(Stored data)
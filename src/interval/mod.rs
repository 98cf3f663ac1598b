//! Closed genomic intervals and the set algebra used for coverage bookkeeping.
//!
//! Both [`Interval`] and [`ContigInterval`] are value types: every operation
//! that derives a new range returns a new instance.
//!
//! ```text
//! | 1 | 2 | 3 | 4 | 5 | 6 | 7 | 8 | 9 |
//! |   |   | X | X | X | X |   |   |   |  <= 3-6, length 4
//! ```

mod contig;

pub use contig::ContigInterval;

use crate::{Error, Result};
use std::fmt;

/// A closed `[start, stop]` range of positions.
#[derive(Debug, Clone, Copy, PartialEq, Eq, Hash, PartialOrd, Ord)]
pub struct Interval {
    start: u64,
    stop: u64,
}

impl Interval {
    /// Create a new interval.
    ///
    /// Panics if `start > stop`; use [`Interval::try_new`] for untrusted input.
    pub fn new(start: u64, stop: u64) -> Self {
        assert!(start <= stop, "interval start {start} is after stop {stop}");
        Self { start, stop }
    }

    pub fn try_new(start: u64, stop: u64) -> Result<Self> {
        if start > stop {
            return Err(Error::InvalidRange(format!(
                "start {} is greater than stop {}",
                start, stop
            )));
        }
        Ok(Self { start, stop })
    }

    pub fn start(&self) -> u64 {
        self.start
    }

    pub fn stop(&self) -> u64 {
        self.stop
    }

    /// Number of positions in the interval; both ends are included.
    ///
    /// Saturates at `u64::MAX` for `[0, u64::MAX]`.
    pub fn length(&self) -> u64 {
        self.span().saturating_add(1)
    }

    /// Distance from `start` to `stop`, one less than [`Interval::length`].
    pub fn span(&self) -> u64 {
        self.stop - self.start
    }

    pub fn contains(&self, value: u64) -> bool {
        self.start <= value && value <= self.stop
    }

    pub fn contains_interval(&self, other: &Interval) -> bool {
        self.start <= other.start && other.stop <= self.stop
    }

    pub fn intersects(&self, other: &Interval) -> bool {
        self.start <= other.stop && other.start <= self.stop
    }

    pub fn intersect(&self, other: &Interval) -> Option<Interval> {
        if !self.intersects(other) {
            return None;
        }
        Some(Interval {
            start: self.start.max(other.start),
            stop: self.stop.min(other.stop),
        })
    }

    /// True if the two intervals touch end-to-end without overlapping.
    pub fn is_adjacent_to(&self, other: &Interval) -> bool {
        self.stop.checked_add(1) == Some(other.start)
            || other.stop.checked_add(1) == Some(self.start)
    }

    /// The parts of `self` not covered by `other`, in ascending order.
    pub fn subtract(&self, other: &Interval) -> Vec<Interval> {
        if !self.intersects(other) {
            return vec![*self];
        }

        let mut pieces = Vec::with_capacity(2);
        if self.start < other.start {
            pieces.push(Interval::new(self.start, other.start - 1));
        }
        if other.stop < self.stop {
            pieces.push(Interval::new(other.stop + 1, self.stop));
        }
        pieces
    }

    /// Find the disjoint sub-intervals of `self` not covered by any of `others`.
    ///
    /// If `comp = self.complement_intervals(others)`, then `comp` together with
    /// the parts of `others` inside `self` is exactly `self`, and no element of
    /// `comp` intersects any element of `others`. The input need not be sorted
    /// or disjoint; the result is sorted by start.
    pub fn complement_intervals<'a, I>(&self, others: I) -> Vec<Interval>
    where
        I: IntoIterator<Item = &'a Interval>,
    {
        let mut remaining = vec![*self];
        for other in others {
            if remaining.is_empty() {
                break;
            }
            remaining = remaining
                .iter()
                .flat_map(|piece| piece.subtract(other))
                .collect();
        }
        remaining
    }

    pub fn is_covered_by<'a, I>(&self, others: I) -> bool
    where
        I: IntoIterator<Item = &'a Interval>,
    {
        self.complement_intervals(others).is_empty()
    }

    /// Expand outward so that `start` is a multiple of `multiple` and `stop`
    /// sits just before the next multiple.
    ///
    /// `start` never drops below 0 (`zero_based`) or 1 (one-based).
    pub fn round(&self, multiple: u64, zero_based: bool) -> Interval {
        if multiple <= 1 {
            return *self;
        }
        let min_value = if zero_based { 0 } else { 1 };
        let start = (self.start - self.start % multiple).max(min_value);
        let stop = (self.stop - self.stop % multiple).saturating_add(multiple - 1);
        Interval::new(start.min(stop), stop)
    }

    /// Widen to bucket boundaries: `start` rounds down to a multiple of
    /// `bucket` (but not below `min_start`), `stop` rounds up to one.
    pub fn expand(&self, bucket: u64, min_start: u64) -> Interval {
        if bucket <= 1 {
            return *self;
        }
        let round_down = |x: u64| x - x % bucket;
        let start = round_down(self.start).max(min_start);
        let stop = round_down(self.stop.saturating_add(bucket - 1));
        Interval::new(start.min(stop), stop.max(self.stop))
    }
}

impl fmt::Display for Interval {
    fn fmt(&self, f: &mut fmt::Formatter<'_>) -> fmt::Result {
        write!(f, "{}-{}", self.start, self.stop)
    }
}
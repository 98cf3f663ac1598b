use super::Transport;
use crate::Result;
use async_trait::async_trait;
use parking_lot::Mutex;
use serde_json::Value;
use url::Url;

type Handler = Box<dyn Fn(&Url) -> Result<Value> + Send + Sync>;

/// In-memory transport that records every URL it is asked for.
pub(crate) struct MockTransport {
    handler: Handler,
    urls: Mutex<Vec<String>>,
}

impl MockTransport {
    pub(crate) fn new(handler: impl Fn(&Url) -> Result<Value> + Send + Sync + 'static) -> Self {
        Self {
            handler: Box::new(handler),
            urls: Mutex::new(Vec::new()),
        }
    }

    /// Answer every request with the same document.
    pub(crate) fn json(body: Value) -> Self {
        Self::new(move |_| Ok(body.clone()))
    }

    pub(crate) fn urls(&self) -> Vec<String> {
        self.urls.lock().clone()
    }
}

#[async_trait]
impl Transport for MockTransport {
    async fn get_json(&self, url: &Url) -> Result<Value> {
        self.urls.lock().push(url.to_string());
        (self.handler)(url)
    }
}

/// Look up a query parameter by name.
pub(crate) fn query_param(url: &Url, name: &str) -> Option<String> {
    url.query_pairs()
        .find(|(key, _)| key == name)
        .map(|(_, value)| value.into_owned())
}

Work item
This exercise calls for the line containing "#[async_trait]" and each line after it in the records, copied exactly.

Reply
#[async_trait]
impl Transport for MockTransport {
    async fn get_json(&self, url: &Url) -> Result<Value> {
        self.urls.lock().push(url.to_string());
        (self.handler)(url)
    }
}

/// Look up a query parameter by name.
pub(crate) fn query_param(url: &Url, name: &str) -> Option<String> {
    url.query_pairs()
        .find(|(key, _)| key == name)
        .map(|(_, value)| value.into_owned())
}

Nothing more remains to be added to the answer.